Une galeriste de Beeri exprime espoir et douleur dans une expo sur le « foyer »- dans l’attente du sien
Sofie Berzon MacKie et sa famille ont survécu au massacre du Hamas, le 7 octobre ; devenus aujourd'hui des évacués, tous tentent de reconstruire leur vie
La photographe et conservatrice Sofie Berzon MacKie préparait une nouvelle exposition dans son salon du kibboutz Beeri avant l’attaque des terroristes du Hamas, le 7 octobre, qui avaient massacré et enlevé ses voisins et qui avaient détruit sa communauté – et aussi sa galerie, dans laquelle elle travaillait depuis 13 ans.

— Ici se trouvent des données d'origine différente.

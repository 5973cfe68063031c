//! What the presentation layer should show for a given state
//!
//! `DisplayState` borrows from the wizard state, so computing it is free of
//! side effects and can be repeated as often as a renderer likes.

use crate::api::models::{Category, RespondentDetailField};
use crate::survey::message::{INVALID_KEY_MESSAGE, LOADING_MESSAGE, NO_CONFIGURATION_MESSAGE};
use crate::wizard::state::WizardState;
use crate::wizard::step::WizardStep;
use std::collections::HashMap;

#[derive(Debug, Clone, PartialEq, Eq)]
pub enum DisplayState<'a> {
    /// The key is missing or blank; no retry is offered
    InvalidKey,
    Loading,
    /// A fetch or submit failed; the retry action re-fetches
    Error { message: &'a str },
    /// Nothing loaded yet and no error recorded
    NoConfiguration,
    Step(StepView<'a>),
}

#[derive(Debug, Clone, PartialEq, Eq)]
pub enum StepView<'a> {
    Question {
        question: &'a str,
        input: &'a str,
    },
    Category {
        categories: &'a [Category],
        selected: Option<&'a str>,
        can_go_back: bool,
    },
    RespondentDetails {
        fields: &'a [RespondentDetailField],
        answers: &'a HashMap<String, String>,
        can_go_back: bool,
    },
    ThankYou {
        message: &'a str,
    },
}

impl DisplayState<'_> {
    /// Fixed message for the non-step states
    pub fn message(&self) -> Option<&str> {
        match self {
            DisplayState::InvalidKey => Some(INVALID_KEY_MESSAGE),
            DisplayState::Loading => Some(LOADING_MESSAGE),
            DisplayState::Error { message } => Some(*message),
            DisplayState::NoConfiguration => Some(NO_CONFIGURATION_MESSAGE),
            DisplayState::Step(_) => None,
        }
    }

    /// Whether the retry action should be offered
    pub fn offers_retry(&self) -> bool {
        matches!(self, Self::Error { .. } | Self::NoConfiguration)
    }

    pub fn step(&self) -> Option<WizardStep> {
        match self {
            DisplayState::Step(view) => Some(view.step()),
            _ => None,
        }
    }
}

impl StepView<'_> {
    pub fn step(&self) -> WizardStep {
        match self {
            StepView::Question { .. } => WizardStep::Question,
            StepView::Category { .. } => WizardStep::Category,
            StepView::RespondentDetails { .. } => WizardStep::RespondentDetails,
            StepView::ThankYou { .. } => WizardStep::ThankYou,
        }
    }
}

/// Resolve what to show; the first matching rule wins
///
/// 1. invalid key, 2. loading, 3. error, 4. no configuration, 5. current step.
pub fn display_state(key_is_valid: bool, state: &WizardState) -> DisplayState<'_> {
    if !key_is_valid {
        return DisplayState::InvalidKey;
    }
    if state.is_loading() {
        return DisplayState::Loading;
    }
    if let Some(message) = state.error.as_deref() {
        return DisplayState::Error { message };
    }
    let Some(survey) = state.survey.as_ref() else {
        return DisplayState::NoConfiguration;
    };

    let view = match state.current_step {
        WizardStep::Question => StepView::Question {
            question: &survey.config.question,
            input: &state.question_input,
        },
        WizardStep::Category => StepView::Category {
            categories: &survey.config.categories,
            selected: state.selected_category.as_deref(),
            can_go_back: true,
        },
        WizardStep::RespondentDetails => StepView::RespondentDetails {
            fields: &survey.respondent_details,
            answers: &state.respondent_answers,
            can_go_back: true,
        },
        WizardStep::ThankYou => StepView::ThankYou {
            message: &survey.config.thank_you_message,
        },
    };
    DisplayState::Step(view)
}

#[cfg(test)]
mod tests {
    use super::*;
    use crate::api::models::{SurveyConfig, SurveyPayload};

    fn loaded() -> WizardState {
        let mut state = WizardState::default();
        state.apply_survey(SurveyPayload {
            config: SurveyConfig {
                question: "Q".into(),
                categories: vec![],
                thank_you_message: "Thanks".into(),
            },
            respondent_details: vec![],
        });
        state
    }

    #[test]
    fn test_invalid_key_wins_over_everything() {
        let mut state = loaded();
        state.loading = true;
        state.error = Some("boom".into());
        assert_eq!(display_state(false, &state), DisplayState::InvalidKey);
        assert!(!display_state(false, &state).offers_retry());
    }

    #[test]
    fn test_loading_wins_over_error() {
        let mut state = loaded();
        state.loading = true;
        state.error = Some("boom".into());
        assert_eq!(display_state(true, &state), DisplayState::Loading);
    }

    #[test]
    fn test_error_wins_over_step() {
        let mut state = loaded();
        state.error = Some("boom".into());
        let display = display_state(true, &state);
        assert_eq!(display, DisplayState::Error { message: "boom" });
        assert!(display.offers_retry());
        assert_eq!(display.message(), Some("boom"));
    }

    #[test]
    fn test_no_configuration() {
        let state = WizardState::default();
        let display = display_state(true, &state);
        assert_eq!(display, DisplayState::NoConfiguration);
        assert_eq!(display.message(), Some(NO_CONFIGURATION_MESSAGE));
        assert!(display.offers_retry());
    }

    #[test]
    fn test_step_views() {
        let mut state = loaded();
        assert_eq!(
            display_state(true, &state),
            DisplayState::Step(StepView::Question {
                question: "Q",
                input: "",
            })
        );

        state.current_step = WizardStep::ThankYou;
        assert_eq!(
            display_state(true, &state),
            DisplayState::Step(StepView::ThankYou { message: "Thanks" })
        );
        assert_eq!(
            display_state(true, &state).step(),
            Some(WizardStep::ThankYou)
        );
    }

    #[test]
    fn test_display_is_repeatable() {
        let state = loaded();
        assert_eq!(display_state(true, &state), display_state(true, &state));
    }
}
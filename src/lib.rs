pub mod api;
pub mod config;
pub mod context;
pub mod survey;
pub mod ui;
pub mod wizard;

pub use api::{SurveyApi, SurveyClient, SurveyError};
pub use survey::{SurveyKey, is_valid_key};
pub use wizard::{DisplayState, StepView, SurveyWizard, WizardStep};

Berzon MacKie, son conjoint et leurs trois enfants ont tous survécu. Cela a aussi été le cas de son père, de ses deux sœurs et de leurs familles respectives.
Ils vivent tous aujourd’hui, avec d’autres survivants de Beeri, dans un hôtel de la mer Morte, loin de leur quotidien et loin de chez eux.
Recevez gratuitement notre édition quotidienne par mail pour ne rien manquer du meilleur de l’info Inscription gratuite !
Une nostalgie du « foyer » qui est au cœur de sa nouvelle exposition, « Eau argentée et Terre étoilée » – une exposition organisée par Meital Manor et qui a ouvert ses portes le 12 janvier au Studio of Her Own, une galerie ouverte exclusivement aux femmes artistes à Jérusalem. Elle est à découvrir jusqu’au 12 avril.
Elle se concentre sur des photographies prises par Berzon MacKie, avec des clichés d’espaces différents où, explique-t-elle, elle s’est « sentie chez elle » – allant de la maison de sa mère Britannique où ses aïeux avaient aussi vécu, à Londres, jusqu’au salon de sa propre habitation du kibboutz Beeri, tout en simplicité épurée.
L’exposition commence dans la galerie principale du Studio of Her Own qui est elle-même située au domicile du peintre Pinchas Litvinovsky, dans un bâtiment du début du 20e siècle rempli de charme, qui a conservé la cheminée en briques qui avait été installée à l’origine.
Il y a les images oniriques du divan de velours capitonné de Berzon MacKie, à la couleur moutarde, collé contre des rideaux vaporeux blancs, où elle installe des animaux improbables grâce à la magie de l’intelligence artificielle – dans le cas qui nous occupe, un cygne au plumage duveteux sur l’une des photos et une chouette aux yeux ronds sur l’autre, chacun des deux lovés sur le canapé.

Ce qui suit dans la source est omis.